===== DATA PROVIDED =====

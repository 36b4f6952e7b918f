//! Checkpoint error types.

use thiserror::Error;

/// Errors raised while encoding, decoding or resuming checkpoints
#[derive(Debug, Error)]
pub enum CheckpointError {
    /// Serialization to JSON or binary format failed
    #[error("Serialization failed: {0}")]
    SerializationFailed(String),

    /// Deserialization from JSON or binary format failed
    #[error("Deserialization failed: {0}")]
    DeserializationFailed(String),

    /// Checkpoint version is not supported by this version
    #[error("Unsupported checkpoint version {found}, supported: {supported}")]
    UnsupportedVersion { found: u32, supported: u32 },

    /// Checkpoint was taken from a session of a different machine
    #[error("Checkpoint belongs to machine '{found}', expected '{expected}'")]
    MachineMismatch { expected: String, found: String },

    /// Checkpointed state is not declared by the machine
    #[error("State '{state}' is not declared by machine '{machine}'")]
    UnknownState { machine: String, state: String },
}
//! Subscriber lists notified by the interpreter.

use crate::core::{Schema, Snapshot};

/// Handle returned by every registration, used to unsubscribe.
#[derive(Debug, Clone, Copy, PartialEq, Eq, Hash)]
pub struct ObserverId(u64);

type EventObserver<E> = Box<dyn FnMut(&E) + Send>;
type TransitionObserver<S, C> = Box<dyn FnMut(&Snapshot<S, C>) + Send>;
type StopObserver = Box<dyn FnMut() + Send>;

/// Event, transition and stop subscribers of one interpreter.
///
/// Subscribers run synchronously in registration order. A panicking
/// subscriber is not caught.
pub struct Observers<M: Schema> {
    next_id: u64,
    on_event: Vec<(ObserverId, EventObserver<M::Event>)>,
    on_transition: Vec<(ObserverId, TransitionObserver<M::State, M::Context>)>,
    on_stop: Vec<(ObserverId, StopObserver)>,
}

impl<M: Schema> Default for Observers<M> {
    fn default() -> Self {
        Self {
            next_id: 0,
            on_event: Vec::new(),
            on_transition: Vec::new(),
            on_stop: Vec::new(),
        }
    }
}

impl<M: Schema> Observers<M> {
    fn allocate(&mut self) -> ObserverId {
        let id = ObserverId(self.next_id);
        self.next_id += 1;
        id
    }

    pub fn on_event<F>(&mut self, observer: F) -> ObserverId
    where
        F: FnMut(&M::Event) + Send + 'static,
    {
        let id = self.allocate();
        self.on_event.push((id, Box::new(observer)));
        id
    }

    pub fn on_transition<F>(&mut self, observer: F) -> ObserverId
    where
        F: FnMut(&Snapshot<M::State, M::Context>) + Send + 'static,
    {
        let id = self.allocate();
        self.on_transition.push((id, Box::new(observer)));
        id
    }

    pub fn on_stop<F>(&mut self, observer: F) -> ObserverId
    where
        F: FnMut() + Send + 'static,
    {
        let id = self.allocate();
        self.on_stop.push((id, Box::new(observer)));
        id
    }

    /// Remove the subscriber registered under `id`. Returns false if none was.
    pub fn off(&mut self, id: ObserverId) -> bool {
        let before = self.len();
        self.on_event.retain(|(existing, _)| *existing != id);
        self.on_transition.retain(|(existing, _)| *existing != id);
        self.on_stop.retain(|(existing, _)| *existing != id);
        self.len() != before
    }

    pub fn len(&self) -> usize {
        self.on_event.len() + self.on_transition.len() + self.on_stop.len()
    }

    pub fn is_empty(&self) -> bool {
        self.len() == 0
    }

    pub(crate) fn notify_event(&mut self, event: &M::Event) {
        for (_, observer) in &mut self.on_event {
            observer(event);
        }
    }

    pub(crate) fn notify_transition(&mut self, snapshot: &Snapshot<M::State, M::Context>) {
        for (_, observer) in &mut self.on_transition {
            observer(snapshot);
        }
    }

    pub(crate) fn notify_stop(&mut self) {
        for (_, observer) in &mut self.on_stop {
            observer();
        }
    }
}

#[cfg(test)]
mod tests {
    use super::*;
    use crate::auth::{Auth, AuthContext, AuthEvent, AuthState};
    use std::sync::{Arc, Mutex};

    #[test]
    fn observers_run_in_registration_order() {
        let calls = Arc::new(Mutex::new(Vec::new()));
        let mut observers = Observers::<Auth>::default();

        let first = Arc::clone(&calls);
        observers.on_event(move |_| first.lock().unwrap().push("first"));
        let second = Arc::clone(&calls);
        observers.on_event(move |_| second.lock().unwrap().push("second"));

        observers.notify_event(&AuthEvent::Logout);

        assert_eq!(*calls.lock().unwrap(), vec!["first", "second"]);
    }

    #[test]
    fn off_removes_only_that_subscriber() {
        let calls = Arc::new(Mutex::new(Vec::new()));
        let mut observers = Observers::<Auth>::default();

        let kept = Arc::clone(&calls);
        observers.on_transition(move |s| kept.lock().unwrap().push(s.state));
        let removed = observers.on_transition(|_| panic!("unsubscribed observer called"));

        assert!(observers.off(removed));
        assert!(!observers.off(removed));
        assert_eq!(observers.len(), 1);

        observers.notify_transition(&Snapshot {
            state: AuthState::LoggedIn,
            context: AuthContext::default(),
            changed: true,
        });
        assert_eq!(*calls.lock().unwrap(), vec![AuthState::LoggedIn]);
    }

    #[test]
    fn stop_observers_are_notified() {
        let stopped = Arc::new(Mutex::new(0));
        let mut observers = Observers::<Auth>::default();

        let counter = Arc::clone(&stopped);
        observers.on_stop(move || *counter.lock().unwrap() += 1);
        observers.notify_stop();

        assert_eq!(*stopped.lock().unwrap(), 1);
    }
}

=====

■ **TASK INSTRUCTIONS**: Please give an exact restatement of only the lines from the beginning of the material above to the line with "u32, supported: u32", inclusive.

■ **ANSWER FOR THE TASK**:
repository 36b4f6952e7b918f
//! Checkpoint error types.

use thiserror::Error;

/// Errors raised while encoding, decoding or resuming checkpoints
#[derive(Debug, Error)]
pub enum CheckpointError {
    /// Serialization to JSON or binary format failed
    #[error("Serialization failed: {0}")]
    SerializationFailed(String),

    /// Deserialization from JSON or binary format failed
    #[error("Deserialization failed: {0}")]
    DeserializationFailed(String),

    /// Checkpoint version is not supported by this version
    #[error("Unsupported checkpoint version {found}, supported: {supported}")]
    UnsupportedVersion { found: u32, supported: u32 },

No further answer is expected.